Por Wanda Espinal
El otro día, me encontraba sentada en un consultorio médico. A mi derecha, un señor de unos 60 años desprendía un rico y sutil aroma fresco y amaderado. Lo acompañaba un joven, evidentemente su hijo.
El joven, inquieto, cambiaba constantemente de posición en el incómodo asiento de metal. Con los auriculares negros puestos, respiraba hondo cada vez que su padre le hacía alguna pregunta o comentario. Aquella dinámica se repitió durante los siguientes 40 minutos.

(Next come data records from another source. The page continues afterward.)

use std::sync::Arc;

use super::host::{AudioHost, DeviceDescriptor, Direction};
use crate::config::AudioConfig;
use crate::error::{AudioError, AudioResult};

/// The device pair a session runs on.
#[derive(Debug, Clone, PartialEq, Eq)]
pub struct ResolvedDevices {
    pub input: DeviceDescriptor,
    pub output: DeviceDescriptor,
}

/// Picks the input and output device for a session.
///
/// Order per direction: configured device, then (if enabled) the card found
/// during calibration, then the platform default. A configured device that
/// cannot be found is a warning, not an error.
#[derive(Clone)]
pub struct DeviceResolver {
    host: Arc<dyn AudioHost>,
    input: Option<String>,
    output: Option<String>,
    prefer_detected_card: bool,
}

impl DeviceResolver {
    pub fn new(host: Arc<dyn AudioHost>, config: &AudioConfig) -> Self {
        Self {
            host,
            input: config.input_device.clone(),
            output: config.output_device.clone(),
            prefer_detected_card: config.prefer_detected_card,
        }
    }

    pub fn resolve(&self, detected_card: Option<u32>) -> AudioResult<ResolvedDevices> {
        let input = self.resolve_direction(Direction::Input, detected_card)?;
        let output = self.resolve_direction(Direction::Output, detected_card)?;
        log::info!("Resolved input device: {}", input);
        log::info!("Resolved output device: {}", output);
        Ok(ResolvedDevices { input, output })
    }

    pub fn resolve_direction(
        &self,
        direction: Direction,
        detected_card: Option<u32>,
    ) -> AudioResult<DeviceDescriptor> {
        let preference = match direction {
            Direction::Input => self.input.as_deref(),
            Direction::Output => self.output.as_deref(),
        };

        if let Some(id) = preference {
            match self.lookup(id, direction) {
                Ok(Some(device)) => return Ok(device),
                Ok(None) => log::warn!(
                    "Configured {} device '{}' not found, falling back to default",
                    direction,
                    id
                ),
                Err(e) => log::warn!(
                    "Configured {} device '{}' could not be queried ({}), falling back to default",
                    direction,
                    id,
                    e
                ),
            }
        }

        if let (true, Some(card)) = (self.prefer_detected_card, detected_card) {
            let id = format!("plughw:{},0", card);
            if let Ok(Some(device)) = self.lookup(&id, direction) {
                return Ok(device);
            }
            log::debug!("Detected card {} has no usable {} device", card, direction);
        }

        match self.host.default_device(direction) {
            Ok(Some(device)) => Ok(device),
            Ok(None) => Err(AudioError::DeviceUnavailable {
                direction,
                reason: "no configured device and no system default".to_string(),
            }),
            Err(e) => Err(AudioError::DeviceUnavailable {
                direction,
                reason: e.to_string(),
            }),
        }
    }

    /// Find `id` among the enumerated devices, probing it directly if it is
    /// not listed.
    pub fn lookup(&self, id: &str, direction: Direction) -> AudioResult<Option<DeviceDescriptor>> {
        match self.host.devices(direction) {
            Ok(devices) => {
                if let Some(device) = devices.into_iter().find(|d| d.id == id) {
                    return Ok(Some(device));
                }
            }
            Err(e) => log::warn!("Failed to enumerate {} devices: {}", direction, e),
        }
        self.host.probe(id, direction)
    }
}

Cuando su turno llegó y ambos entraron al consultorio, sentí un vacío inexplicable. Me sorprendí a mí misma sintiendo tristeza por personas a quienes no conocía.
Pasaron los días y aquellos caballeros no dejaban de rondar mis pensamientos. De pronto, todo tuvo sentido.
Lo que sucedió ese día caluroso de verano me había dolido porque recordé las visitas al médico de mi propio padre, acompañado por mi madre, mi hermano y, en ocasiones, por mí. Ver la indiferencia del joven de pelo negro rizado y el esfuerzo de su padre por conectar con él me había conmovido profundamente.
Al comprenderlo todo, desee tanto poder tener la oportunidad de estar junto a papi, aunque fuera en una fría sala de espera de un consultorio médico.